沖縄科学技術大学院大学(OIST)とフィリピンのウェスタン・フィリピン大学などの共同研究チームは7日までに、沖縄とフィリピンで合計3種の新種ハゼを発見し、そのうち沖縄で発見した2種に「キジムナーボウズハゼ」「ブナガヤボウズハゼ」(和名)と名付けたと発表した。3種には特有の赤い模様があり、沖縄の精霊キジムナーやブナガヤを連想させることから名前が付けられた。研究論文は国際学術誌システマティックスアンドバイオダイバーシティに掲載された。
名付け親は、研究チームを率いたOISTの海洋生態進化発生生物学ユニットの研究者、前田健博士。

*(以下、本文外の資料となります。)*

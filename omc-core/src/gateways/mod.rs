pub mod chat;
pub mod classify;
pub mod name_match;
pub mod notify;
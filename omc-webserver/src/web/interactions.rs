use omc_boundary::{Interaction, InteractionResponse, Message};
use rocket::{
    post, routes,
    serde::json::Json,
    tokio::{
        self,
        task::{JoinError, JoinHandle},
    },
    Route,
};

use super::{
    dispatch,
    error::{Error, GENERIC_FAILURE},
    guards::Shared,
};

type Handled = Result<InteractionResponse, Error>;

pub fn routes() -> Vec<Route> {
    routes![post_interaction]
}

fn into_response(joined: Result<Handled, JoinError>) -> InteractionResponse {
    match joined {
        Ok(Ok(response)) => response,
        Ok(Err(err)) => InteractionResponse::Message(err.into()),
        Err(err) => {
            error!("Interaction handler failed: {err}");
            InteractionResponse::Message(Message::ephemeral(GENERIC_FAILURE))
        }
    }
}

/// Receives all interactions of the chat platform.
///
/// Handlers run on a blocking worker. If a handler misses the
/// acknowledgement deadline the interaction is deferred and the
/// result is delivered as follow-up message later on.
#[post("/interactions", format = "json", data = "<interaction>")]
async fn post_interaction(
    backend: Shared,
    interaction: Json<Interaction>,
) -> Json<InteractionResponse> {
    let interaction = interaction.into_inner();
    let token = interaction.context().token.clone();
    let is_autocomplete = matches!(interaction, Interaction::Autocomplete(_));
    let deadline = backend.cfg.ack_deadline;
    let worker = backend.clone();
    let mut task = tokio::task::spawn_blocking(move || dispatch::handle(&worker, interaction));
    match tokio::time::timeout(deadline, &mut task).await {
        Ok(joined) => Json(into_response(joined)),
        Err(_) if is_autocomplete => {
            // Suggestions are useless once the user typed on
            debug!("Suggestions missed the deadline of {deadline:?}");
            Json(InteractionResponse::Choices { choices: vec![] })
        }
        Err(_) => {
            debug!("Deferring interaction after {deadline:?}");
            tokio::spawn(follow_up(backend, token, task));
            Json(InteractionResponse::Deferred)
        }
    }
}

async fn follow_up(backend: Shared, token: String, task: JoinHandle<Handled>) {
    let msg = match into_response(task.await) {
        InteractionResponse::Message(msg) => msg,
        response => {
            warn!("Unable to deliver a deferred {response:?} as follow-up");
            Message::ephemeral(GENERIC_FAILURE)
        }
    };
    let delivered = tokio::task::spawn_blocking(move || {
        backend
            .gateways
            .follow_up
            .follow_up(&token, &msg.content, msg.ephemeral)
    })
    .await;
    match delivered {
        Ok(Ok(())) => debug!("Delivered follow-up message"),
        Ok(Err(err)) => warn!("Failed to deliver follow-up message: {err}"),
        Err(err) => error!("Failed to deliver follow-up message: {err}"),
    }
}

3種は既に発見されているヨロイボウズハゼに似ているが、それぞれ別種。うち1種はフィリピン西部のパラワン島の川で発見され、「パラワンの赤いヨロイボウズハゼ」を意味する「レンチぺス・パラワニルフス」(学名)と付けられた。オスは求愛行動の際に各種固有の色や模様をメスにアピールし、それが系統の維持に重要な役割を果たしていると考えられる。

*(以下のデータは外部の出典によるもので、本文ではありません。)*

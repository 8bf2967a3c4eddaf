use super::*;

use error::AppError;
use omc_core::gateways::notify::NotificationEvent;

/// Reverts an implemented request.
///
/// The request is referenced by its message id or its own id.
pub fn undo_request(
    connections: &sqlite::Connections,
    notify: &dyn NotificationGateway,
    admin: &Actor,
    reference: &str,
) -> Result<ChangeRequest> {
    usecases::authorize_admin(admin)?;
    let now = Timestamp::now();

    let usecases::Undo { request, restored } = connections
        .exclusive()?
        .transaction(|conn| usecases::undo_change_request(conn, admin, reference, now))
        .map_err(|err| {
            warn!("Failed to undo request {reference}: {err}");
            err
        })?;

    notify.notify(NotificationEvent::LocationUpdated {
        location: &restored,
    });

    let request_id = request.id.clone();
    let message_id = request.message_id.clone();
    let marked = connections
        .exclusive()
        .map_err(|err| usecases::Error::Repo(RepoError::Other(err)))
        .and_then(|mut db| {
            db.transaction(|conn| usecases::mark_request_reverted(conn, request, admin, now))
        });
    marked.map_err(|source| {
        error!(
            "Request {request_id} (message {message_id}) is still implemented although location {} has already been restored: {source}",
            restored.id
        );
        AppError::PartialFailure {
            request_id,
            message_id,
            location_id: Some(restored.id.clone()),
            status: RequestStatus::Reverted,
            source,
        }
    })
}
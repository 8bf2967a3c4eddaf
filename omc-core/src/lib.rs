pub mod authorization;
pub mod gateways;
pub mod repositories;
pub mod resolver;
pub mod sessions;
pub mod snapshot;
pub mod usecases;
pub mod util;

pub mod entities {
    pub use omc_entities::{
        candidate::*, coordinates::*, id::*, location::*, request::*, session::*, time::*,
        user::*,
    };
}

pub use repositories::Error as RepoError;

/// Maximum number of entries in any choice list of the interactive surface.
pub const MAX_CHOICES: usize = 25;
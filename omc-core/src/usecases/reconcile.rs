use super::prelude::*;

/// Requests whose moderation messages are checked periodically.
pub fn open_change_requests<R>(repo: &R) -> Result<Vec<ChangeRequest>>
where
    R: ChangeRequestRepo,
{
    Ok(repo.change_requests_by_status(RequestStatus::Pending)?)
}

/// Deletes a request whose moderation message is gone.
pub fn purge_orphaned_request<R>(repo: &R, message_id: &MessageId) -> Result<()>
where
    R: ChangeRequestRepo,
{
    let request = repo.get_change_request_by_message_id(message_id)?;
    if !request.is_pending() {
        return Err(Error::InvalidStatus(request.status));
    }
    repo.delete_change_request_by_message_id(message_id)?;
    log::info!(
        "Purged {} request {} of deleted message {}",
        request.kind,
        request.id,
        message_id
    );
    Ok(())
}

新種発見は、2005年に当時琉球大の大学院生だった前田博士が、沖縄本島の北部の川で見慣れないハゼを見掛けたことがきっかけ。14年かけて十分な標本を採集し、DNA解析の結果、そのうち三つが新種であると確認した。
前田博士は「キジムナーボウズハゼとブナガヤボウズハゼは神出鬼没で、沖縄ではまれにしか出会えない。彼らの本拠地が東南アジアにあり、そこから流されてきた仔魚が沖縄に入ってきているのだろうと考えている」と説明した。